Among the records below, find the line that has "let plaintext = ciphertext"; from there, give the lines again exactly, and stop after the line that has "decrypted.event_type = original_type.to_string();".

● ● ● ● ●

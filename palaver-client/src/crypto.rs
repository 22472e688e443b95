//! Encryption orchestration.
//!
//! Palaver does not implement cryptography. An external engine owns
//! sessions, ratchets and key material behind the [`CryptoEngine`] trait;
//! this module only decides *when* to call it: which rooms encrypt, which
//! incoming events decrypt, and what sync-derived key material is forwarded
//! each cycle.

use async_trait::async_trait;
use palaver_types::{event_type, RawEvent, SyncResponse};
use serde_json::Value;
use std::collections::BTreeMap;
use std::sync::Arc;
use thiserror::Error;

/// Crypto orchestration errors.
#[derive(Debug, Clone, Error)]
pub enum CryptoError {
    /// A crypto operation was attempted without a configured engine.
    #[error("no crypto engine is configured")]
    NotEnabled,

    /// The engine reported a failure.
    #[error("crypto engine failure: {0}")]
    Engine(String),
}

/// The external cryptography engine collaborator.
#[async_trait]
pub trait CryptoEngine: Send + Sync {
    /// Whether the room is end-to-end encrypted.
    async fn is_room_encrypted(&self, room_id: &str) -> Result<bool, CryptoError>;

    /// Encrypt outgoing room event content, returning `m.room.encrypted`
    /// content.
    async fn encrypt_room_event(
        &self,
        room_id: &str,
        kind: &str,
        content: &Value,
    ) -> Result<Value, CryptoError>;

    /// Decrypt an incoming `m.room.encrypted` event.
    async fn decrypt_room_event(
        &self,
        event: &RawEvent,
        room_id: &str,
    ) -> Result<RawEvent, CryptoError>;

    /// Feed one sync cycle's key material to the engine: to-device events,
    /// one-time key counts, unused fallback key types and device list
    /// deltas, in that structural shape.
    async fn update_sync_data(
        &self,
        to_device_events: &[RawEvent],
        otk_counts: &BTreeMap<String, u64>,
        unused_fallback_key_types: Option<&[String]>,
        device_list_changed: &[String],
        device_list_left: &[String],
    ) -> Result<(), CryptoError>;
}

/// Decision layer between the sync engine and the crypto engine.
///
/// Holds an optional engine. Operations that require cryptography fail
/// fast with [`CryptoError::NotEnabled`] when no engine is configured;
/// passive paths (projection of encrypted rooms) degrade to passing events
/// through undecrypted.
#[derive(Clone, Default)]
pub struct EncryptionOrchestrator {
    engine: Option<Arc<dyn CryptoEngine>>,
}

impl EncryptionOrchestrator {
    /// Create an orchestrator with an optional engine.
    pub fn new(engine: Option<Arc<dyn CryptoEngine>>) -> Self {
        Self { engine }
    }

    /// Whether a crypto engine is configured.
    pub fn is_enabled(&self) -> bool {
        self.engine.is_some()
    }

    /// The engine, or [`CryptoError::NotEnabled`].
    pub fn engine(&self) -> Result<&Arc<dyn CryptoEngine>, CryptoError> {
        self.engine.as_ref().ok_or(CryptoError::NotEnabled)
    }

    /// Whether the room is encrypted. Without an engine every room is
    /// treated as unencrypted.
    pub async fn is_room_encrypted(&self, room_id: &str) -> Result<bool, CryptoError> {
        match &self.engine {
            Some(engine) => engine.is_room_encrypted(room_id).await,
            None => Ok(false),
        }
    }

    /// Encrypt outgoing content when the room requires it.
    ///
    /// Returns `Some(encrypted_content)` for encrypted rooms, `None` when
    /// the event should be sent as-is (unencrypted room, or no engine).
    pub async fn encrypt_if_needed(
        &self,
        room_id: &str,
        kind: &str,
        content: &Value,
    ) -> Result<Option<Value>, CryptoError> {
        let Some(engine) = &self.engine else {
            return Ok(None);
        };
        if !engine.is_room_encrypted(room_id).await? {
            return Ok(None);
        }
        engine
            .encrypt_room_event(room_id, kind, content)
            .await
            .map(Some)
    }

    /// Decrypt an incoming event when possible.
    ///
    /// Returns the decrypted event for `m.room.encrypted` events in
    /// encrypted rooms; `None` when the event is not encrypted, no engine
    /// is configured, or decryption fails (the failure is logged and the
    /// caller keeps the encrypted form).
    pub async fn maybe_decrypt(&self, event: &RawEvent, room_id: &str) -> Option<RawEvent> {
        let engine = self.engine.as_ref()?;
        if event.event_type != event_type::ENCRYPTED {
            return None;
        }
        match engine.is_room_encrypted(room_id).await {
            Ok(true) => {}
            Ok(false) => return None,
            Err(e) => {
                tracing::warn!(room_id, error = %e, "encryption lookup failed");
                return None;
            }
        }
        match engine.decrypt_room_event(event, room_id).await {
            Ok(decrypted) => Some(decrypted),
            Err(e) => {
                tracing::warn!(room_id, error = %e, "failed to decrypt event");
                None
            }
        }
    }

    /// Forward one sync cycle's key material to the engine. Called exactly
    /// once per cycle; a no-op without an engine.
    pub async fn update_from_sync(&self, response: &SyncResponse) -> Result<(), CryptoError> {
        let Some(engine) = &self.engine else {
            return Ok(());
        };
        engine
            .update_sync_data(
                &response.to_device.events,
                &response.device_one_time_keys_count,
                response.device_unused_fallback_key_types.as_deref(),
                &response.device_lists.changed,
                &response.device_lists.left,
            )
            .await
    }
}

impl std::fmt::Debug for EncryptionOrchestrator {
    fn fmt(&self, f: &mut std::fmt::Formatter<'_>) -> std::fmt::Result {
        f.debug_struct("EncryptionOrchestrator")
            .field("enabled", &self.is_enabled())
            .finish()
    }
}

/// Scripted crypto engine for tests.
///
/// Rooms listed as encrypted have their `m.room.encrypted` events
/// "decrypted" by replacing the event type and content with the plaintext
/// carried in the ciphertext's `plaintext` field.
#[derive(Debug, Default)]
pub struct MockCryptoEngine {
    inner: std::sync::Mutex<MockCryptoInner>,
}

#[derive(Debug, Default)]
struct MockCryptoInner {
    encrypted_rooms: std::collections::BTreeSet<String>,
    sync_updates: Vec<MockSyncUpdate>,
}

/// One recorded `update_sync_data` call.
#[derive(Debug, Clone, PartialEq)]
pub struct MockSyncUpdate {
    /// The forwarded to-device events.
    pub to_device_events: Vec<RawEvent>,
    /// The forwarded one-time key counts.
    pub otk_counts: BTreeMap<String, u64>,
    /// The forwarded unused fallback key types.
    pub unused_fallback_key_types: Option<Vec<String>>,
    /// The forwarded changed-device users.
    pub device_list_changed: Vec<String>,
    /// The forwarded left-device users.
    pub device_list_left: Vec<String>,
}

impl MockCryptoEngine {
    /// Create a mock engine with no encrypted rooms.
    pub fn new() -> Self {
        Self::default()
    }

    /// Mark a room as encrypted.
    pub fn set_room_encrypted(&self, room_id: &str) {
        self.inner
            .lock()
            .unwrap()
            .encrypted_rooms
            .insert(room_id.to_string());
    }

    /// All recorded sync updates.
    pub fn sync_updates(&self) -> Vec<MockSyncUpdate> {
        self.inner.lock().unwrap().sync_updates.clone()
    }
}

#[async_trait]
impl CryptoEngine for MockCryptoEngine {
    async fn is_room_encrypted(&self, room_id: &str) -> Result<bool, CryptoError> {
        Ok(self.inner.lock().unwrap().encrypted_rooms.contains(room_id))
    }

    async fn encrypt_room_event(
        &self,
        _room_id: &str,
        kind: &str,
        content: &Value,
    ) -> Result<Value, CryptoError> {
        Ok(serde_json::json!({
            "algorithm": "m.megolm.v1.aes-sha2",
            "ciphertext": {"plaintext": content, "original_type": kind}
        }))
    }

    async fn decrypt_room_event(
        &self,
        event: &RawEvent,
        _room_id: &str,
    ) -> Result<RawEvent, CryptoError> {
        let ciphertext = event
            .content
            .get("ciphertext")
            .ok_or_else(|| CryptoError::Engine("no ciphertext".into()))?;
        let plaintext = ciphertext
            .get("plaintext")
            .cloned()
            .ok_or_else(|| CryptoError::Engine("undecryptable".into()))?;
        let original_type = ciphertext
            .get("original_type")
            .and_then(Value::as_str)
            .unwrap_or(event_type::MESSAGE);

        let mut decrypted = event.clone();
        decrypted.event_type = original_type.to_string();
        decrypted.content = match plaintext {
            Value::Object(map) => map,
            other => {
                return Err(CryptoError::Engine(format!(
                    "plaintext is not an object: {other}"
                )))
            }
        };
        Ok(decrypted)
    }

    async fn update_sync_data(
        &self,
        to_device_events: &[RawEvent],
        otk_counts: &BTreeMap<String, u64>,
        unused_fallback_key_types: Option<&[String]>,
        device_list_changed: &[String],
        device_list_left: &[String],
    ) -> Result<(), CryptoError> {
        self.inner.lock().unwrap().sync_updates.push(MockSyncUpdate {
            to_device_events: to_device_events.to_vec(),
            otk_counts: otk_counts.clone(),
            unused_fallback_key_types: unused_fallback_key_types.map(<[String]>::to_vec),
            device_list_changed: device_list_changed.to_vec(),
            device_list_left: device_list_left.to_vec(),
        });
        Ok(())
    }
}

#[cfg(test)]
mod tests {
    use super::*;
    use serde_json::json;

    fn encrypted_event(plaintext: Value) -> RawEvent {
        serde_json::from_value(json!({
            "sender": "@a:x.org",
            "type": "m.room.encrypted",
            "event_id": "$enc",
            "content": {
                "algorithm": "m.megolm.v1.aes-sha2",
                "ciphertext": {"plaintext": plaintext, "original_type": "m.room.message"}
            }
        }))
        .unwrap()
    }

    #[tokio::test]
    async fn no_engine_reports_rooms_unencrypted() {
        let orchestrator = EncryptionOrchestrator::new(None);
        assert!(!orchestrator.is_enabled());
        assert!(!orchestrator.is_room_encrypted("!a:x.org").await.unwrap());
    }

    #[tokio::test]
    async fn no_engine_fails_fast_on_engine_access() {
        let orchestrator = EncryptionOrchestrator::new(None);
        assert!(matches!(
            orchestrator.engine(),
            Err(CryptoError::NotEnabled)
        ));
    }

    #[tokio::test]
    async fn encrypt_if_needed_skips_unencrypted_rooms() {
        let engine = Arc::new(MockCryptoEngine::new());
        let orchestrator = EncryptionOrchestrator::new(Some(engine));
        let result = orchestrator
            .encrypt_if_needed("!plain:x.org", "m.room.message", &json!({"body": "hi"}))
            .await
            .unwrap();
        assert!(result.is_none());
    }

    #[tokio::test]
    async fn encrypt_if_needed_encrypts_for_encrypted_rooms() {
        let engine = Arc::new(MockCryptoEngine::new());
        engine.set_room_encrypted("!secret:x.org");
        let orchestrator = EncryptionOrchestrator::new(Some(engine));

        let encrypted = orchestrator
            .encrypt_if_needed("!secret:x.org", "m.room.message", &json!({"body": "hi"}))
            .await
            .unwrap()
            .unwrap();
        assert_eq!(encrypted["algorithm"], "m.megolm.v1.aes-sha2");
    }

    #[tokio::test]
    async fn maybe_decrypt_round_trips_mock_payload() {
        let engine = Arc::new(MockCryptoEngine::new());
        engine.set_room_encrypted("!secret:x.org");
        let orchestrator = EncryptionOrchestrator::new(Some(engine));

        let event = encrypted_event(json!({"msgtype": "m.text", "body": "secret"}));
        let decrypted = orchestrator
            .maybe_decrypt(&event, "!secret:x.org")
            .await
            .unwrap();
        assert_eq!(decrypted.event_type, "m.room.message");
        assert_eq!(decrypted.content.get("body"), Some(&json!("secret")));
    }

    #[tokio::test]
    async fn maybe_decrypt_ignores_plaintext_events() {
        let engine = Arc::new(MockCryptoEngine::new());
        engine.set_room_encrypted("!secret:x.org");
        let orchestrator = EncryptionOrchestrator::new(Some(engine));

        let plain: RawEvent = serde_json::from_value(json!({
            "sender": "@a:x.org",
            "type": "m.room.message",
            "content": {"body": "hi"}
        }))
        .unwrap();
        assert!(orchestrator.maybe_decrypt(&plain, "!secret:x.org").await.is_none());
    }

    #[tokio::test]
    async fn maybe_decrypt_without_engine_passes_through() {
        let orchestrator = EncryptionOrchestrator::new(None);
        let event = encrypted_event(json!({"body": "hi"}));
        assert!(orchestrator.maybe_decrypt(&event, "!a:x.org").await.is_none());
    }

    #[tokio::test]
    async fn update_from_sync_forwards_all_sections() {
        let engine = Arc::new(MockCryptoEngine::new());
        let orchestrator = EncryptionOrchestrator::new(Some(Arc::clone(&engine) as _));

        let response: SyncResponse = serde_json::from_value(json!({
            "next_batch": "s1",
            "to_device": {"events": [{
                "sender": "@b:x.org",
                "type": "m.room_key",
                "content": {}
            }]},
            "device_one_time_keys_count": {"signed_curve25519": 10},
            "device_unused_fallback_key_types": ["signed_curve25519"],
            "device_lists": {"changed": ["@b:x.org"], "left": ["@c:x.org"]}
        }))
        .unwrap();

        orchestrator.update_from_sync(&response).await.unwrap();

        let updates = engine.sync_updates();
        assert_eq!(updates.len(), 1);
        assert_eq!(updates[0].to_device_events.len(), 1);
        assert_eq!(updates[0].otk_counts.get("signed_curve25519"), Some(&10));
        assert_eq!(
            updates[0].unused_fallback_key_types.as_deref(),
            Some(["signed_curve25519".to_string()].as_slice())
        );
        assert_eq!(updates[0].device_list_changed, vec!["@b:x.org"]);
        assert_eq!(updates[0].device_list_left, vec!["@c:x.org"]);
    }

    #[tokio::test]
    async fn update_from_sync_without_engine_is_noop() {
        let orchestrator = EncryptionOrchestrator::new(None);
        let response: SyncResponse =
            serde_json::from_value(json!({"next_batch": "s1"})).unwrap();
        orchestrator.update_from_sync(&response).await.unwrap();
    }
}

● ● ● ● ●

Exercise result -
        let plaintext = ciphertext
            .get("plaintext")
            .cloned()
            .ok_or_else(|| CryptoError::Engine("undecryptable".into()))?;
        let original_type = ciphertext
            .get("original_type")
            .and_then(Value::as_str)
            .unwrap_or(event_type::MESSAGE);

        let mut decrypted = event.clone();
        decrypted.event_type = original_type.to_string();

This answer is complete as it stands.